Legendary US broadcaster Larry King, who interviewed world leaders, movie stars and ordinary people, and helped define American conversation for half a century, has died. He was 87.
King died at Cedars-Sinai Medical Center in Los Angeles, Ora Media, the studio and network he co-founded, tweeted. No cause of death was given, but CNN reported Jan. 2 that King had been hospitalised for more than a week with COVID-19. His son Chance also confirmed King's death.
A longtime nationally syndicated radio host, from 1985 through 2010 he was a nightly fixture on CNN, where he won many honours, including two Peabody awards.
With his celebrity interviews, political debates and topical discussions, King wasn't just an enduring on-air personality. He also set himself apart with the curiosity he brought to every interview, whether questioning the assault victim known as the Central Park jogger or billionaire industrialist Ross Perot, who in 1992 rocked the presidential contest by announcing his candidacy on King's show.
In its early years, “Larry King Live” was based in Washington, which gave the show an air of gravitas. Likewise King. He was the plainspoken go-between through whom Beltway bigwigs could reach their public, and they did, earning the show prestige as a place where things happened, where news was made.
King conducted an estimated 50,000 on-air interviews. In 1995 he presided over a Middle East peace summit with PLO Chairman Yasser Arafat, King Hussein of Jordan and Israeli Prime Minister Yitzhak Rabin. He welcomed everyone from the Dalai Lama to Elizabeth Taylor, from Mikhail Gorbachev to Barack Obama, Bill Gates to Lady Gaga.

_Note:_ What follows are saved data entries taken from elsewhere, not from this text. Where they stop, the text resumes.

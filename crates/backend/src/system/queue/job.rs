use chrono::{DateTime, Duration, Utc};
use serde::{Deserialize, Serialize};
use uuid::Uuid;

use crate::shared::error::AppError;

/// Состояние задачи в очереди
#[derive(Debug, Clone, Copy, PartialEq, Eq, Hash, Serialize, Deserialize)]
#[serde(rename_all = "snake_case")]
pub enum JobState {
    Waiting,
    /// Ожидание между попытками (backoff), подсостояние Waiting
    Delayed,
    Active,
    Completed,
    Failed,
}

impl JobState {
    pub fn as_str(&self) -> &'static str {
        match self {
            JobState::Waiting => "waiting",
            JobState::Delayed => "delayed",
            JobState::Active => "active",
            JobState::Completed => "completed",
            JobState::Failed => "failed",
        }
    }

    pub fn parse(value: &str) -> Option<Self> {
        match value {
            "waiting" => Some(JobState::Waiting),
            "delayed" => Some(JobState::Delayed),
            "active" => Some(JobState::Active),
            "completed" => Some(JobState::Completed),
            "failed" => Some(JobState::Failed),
            _ => None,
        }
    }

    pub fn is_terminal(&self) -> bool {
        matches!(self, JobState::Completed | JobState::Failed)
    }
}

impl std::fmt::Display for JobState {
    fn fmt(&self, f: &mut std::fmt::Formatter<'_>) -> std::fmt::Result {
        f.write_str(self.as_str())
    }
}

/// Политика задержки между попытками
#[derive(Debug, Clone, Copy, PartialEq, Eq, Serialize, Deserialize)]
#[serde(tag = "type", rename_all = "snake_case")]
pub enum Backoff {
    /// delay * 2^(attempts_made - 1)
    Exponential { delay: u64 },
    Fixed { delay: u64 },
}

impl Backoff {
    /// Задержка перед следующей попыткой после `attempts_made` неудачных
    pub fn delay_for(&self, attempts_made: u32) -> Duration {
        let ms = match *self {
            Backoff::Fixed { delay } => delay,
            Backoff::Exponential { delay } => {
                let exponent = attempts_made.saturating_sub(1).min(20);
                delay.saturating_mul(1u64 << exponent)
            }
        };
        Duration::milliseconds(ms.min(i64::MAX as u64) as i64)
    }
}

/// Параметры задачи при постановке в очередь
#[derive(Debug, Clone, PartialEq, Serialize, Deserialize)]
#[serde(rename_all = "camelCase")]
pub struct JobOptions {
    /// Общее число попыток, включая первую
    pub attempts: u32,
    pub backoff: Backoff,
    /// Через сколько секунд удалять завершенную задачу (None: хранить)
    pub remove_on_complete: Option<i64>,
    /// Удалять ли проваленную задачу сразу
    pub remove_on_fail: bool,
}

impl Default for JobOptions {
    fn default() -> Self {
        Self {
            attempts: 1,
            backoff: Backoff::Fixed { delay: 0 },
            remove_on_complete: None,
            remove_on_fail: false,
        }
    }
}

/// Запись задачи очереди
#[derive(Debug, Clone, PartialEq, Serialize, Deserialize)]
pub struct JobRecord {
    pub id: String,
    pub queue_name: String,
    pub name: String,
    pub payload: serde_json::Value,
    pub state: JobState,
    pub progress: u8,
    pub attempts_made: u32,
    pub options: JobOptions,
    pub created_at: DateTime<Utc>,
    /// Момент первого захвата воркером
    pub processed_on: Option<DateTime<Utc>>,
    pub finished_on: Option<DateTime<Utc>>,
    pub delay_until: Option<DateTime<Utc>>,
    pub locked_until: Option<DateTime<Utc>>,
    pub lock_token: Option<String>,
    pub failed_reason: Option<String>,
    pub return_value: Option<serde_json::Value>,
}

impl JobRecord {
    pub fn new(
        queue_name: &str,
        name: &str,
        payload: serde_json::Value,
        options: JobOptions,
        now: DateTime<Utc>,
    ) -> Self {
        Self {
            id: Uuid::new_v4().to_string(),
            queue_name: queue_name.to_string(),
            name: name.to_string(),
            payload,
            state: JobState::Waiting,
            progress: 0,
            attempts_made: 0,
            options,
            created_at: now,
            processed_on: None,
            finished_on: None,
            delay_until: None,
            locked_until: None,
            lock_token: None,
            failed_reason: None,
            return_value: None,
        }
    }

    /// Задача ждет захвата (в т.ч. отложенная, чья задержка истекла)
    pub fn is_ready(&self, now: DateTime<Utc>) -> bool {
        match self.state {
            JobState::Waiting => true,
            JobState::Delayed => self.delay_until.map_or(true, |at| at <= now),
            _ => false,
        }
    }

    pub fn is_held_by(&self, token: &str) -> bool {
        self.state == JobState::Active && self.lock_token.as_deref() == Some(token)
    }

    /// Активная задача, чей воркер перестал продлевать блокировку
    pub fn is_stalled(&self, now: DateTime<Utc>) -> bool {
        self.state == JobState::Active && self.locked_until.map_or(false, |at| at < now)
    }

    /// Истек срок хранения завершенной задачи
    pub fn is_expired(&self, now: DateTime<Utc>) -> bool {
        match (self.state, self.options.remove_on_complete, self.finished_on) {
            (JobState::Completed, Some(secs), Some(finished)) => {
                finished + Duration::seconds(secs) <= now
            }
            _ => false,
        }
    }

    fn lost_lock(&self) -> AppError {
        AppError::NotFound(format!(
            "Job {} is not active under the given lock (state: {})",
            self.id, self.state
        ))
    }

    /// waiting/delayed -> active; возвращает токен блокировки
    pub fn claim(&mut self, now: DateTime<Utc>, lock_duration: Duration) -> String {
        let token = Uuid::new_v4().to_string();
        self.state = JobState::Active;
        self.progress = 0;
        self.delay_until = None;
        self.processed_on.get_or_insert(now);
        self.locked_until = Some(now + lock_duration);
        self.lock_token = Some(token.clone());
        token
    }

    /// Прогресс не убывает в пределах одного выполнения
    pub fn report_progress(
        &mut self,
        token: &str,
        percent: u8,
        now: DateTime<Utc>,
        lock_duration: Duration,
    ) -> Result<(), AppError> {
        if !self.is_held_by(token) {
            return Err(self.lost_lock());
        }
        self.progress = self.progress.max(percent.min(100));
        self.locked_until = Some(now + lock_duration);
        Ok(())
    }

    /// active -> completed
    pub fn complete(
        &mut self,
        token: &str,
        result: serde_json::Value,
        now: DateTime<Utc>,
    ) -> Result<(), AppError> {
        if !self.is_held_by(token) {
            return Err(self.lost_lock());
        }
        self.state = JobState::Completed;
        self.progress = 100;
        self.attempts_made += 1;
        self.return_value = Some(result);
        self.failed_reason = None;
        self.finished_on = Some(now);
        self.release_lock();
        Ok(())
    }

    /// active -> delayed (остались попытки) или active -> failed.
    ///
    /// `token == None` только для восстановления зависших задач.
    pub fn fail(
        &mut self,
        token: Option<&str>,
        reason: &str,
        retryable: bool,
        now: DateTime<Utc>,
    ) -> Result<(), AppError> {
        let held = match token {
            Some(token) => self.is_held_by(token),
            None => self.state == JobState::Active,
        };
        if !held {
            return Err(self.lost_lock());
        }
        self.attempts_made += 1;
        self.failed_reason = Some(reason.to_string());
        self.release_lock();

        if retryable && self.attempts_made < self.options.attempts {
            self.state = JobState::Delayed;
            self.delay_until = Some(now + self.options.backoff.delay_for(self.attempts_made));
        } else {
            self.state = JobState::Failed;
            self.finished_on = Some(now);
        }
        Ok(())
    }

    fn release_lock(&mut self) {
        self.lock_token = None;
        self.locked_until = None;
    }
}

Especially after he relocated to Los Angeles, his shows were frequently in the thick of breaking celebrity news, including Paris Hilton talking about her stint in jail in 2007 and Michael Jackson's friends and family members talking about his death in 2009.
'I don't pretend to know it all'
King boasted of never overpreparing for an interview. His non-confrontational style relaxed his guests and made him readily relatable to his audience.
“I don't pretend to know it all,” he said in a 1995 Associated Press interview. “Not, 'What about Geneva or Cuba?'... I ask, 'Mr President, what don't you like about this job?' Or 'What's the biggest mistake you made?' That's fascinating.”
Funeral arrangements and a memorial service will be announced later in coordination with the King family, “who ask for their privacy at this time", according to the tweet from Ora Media.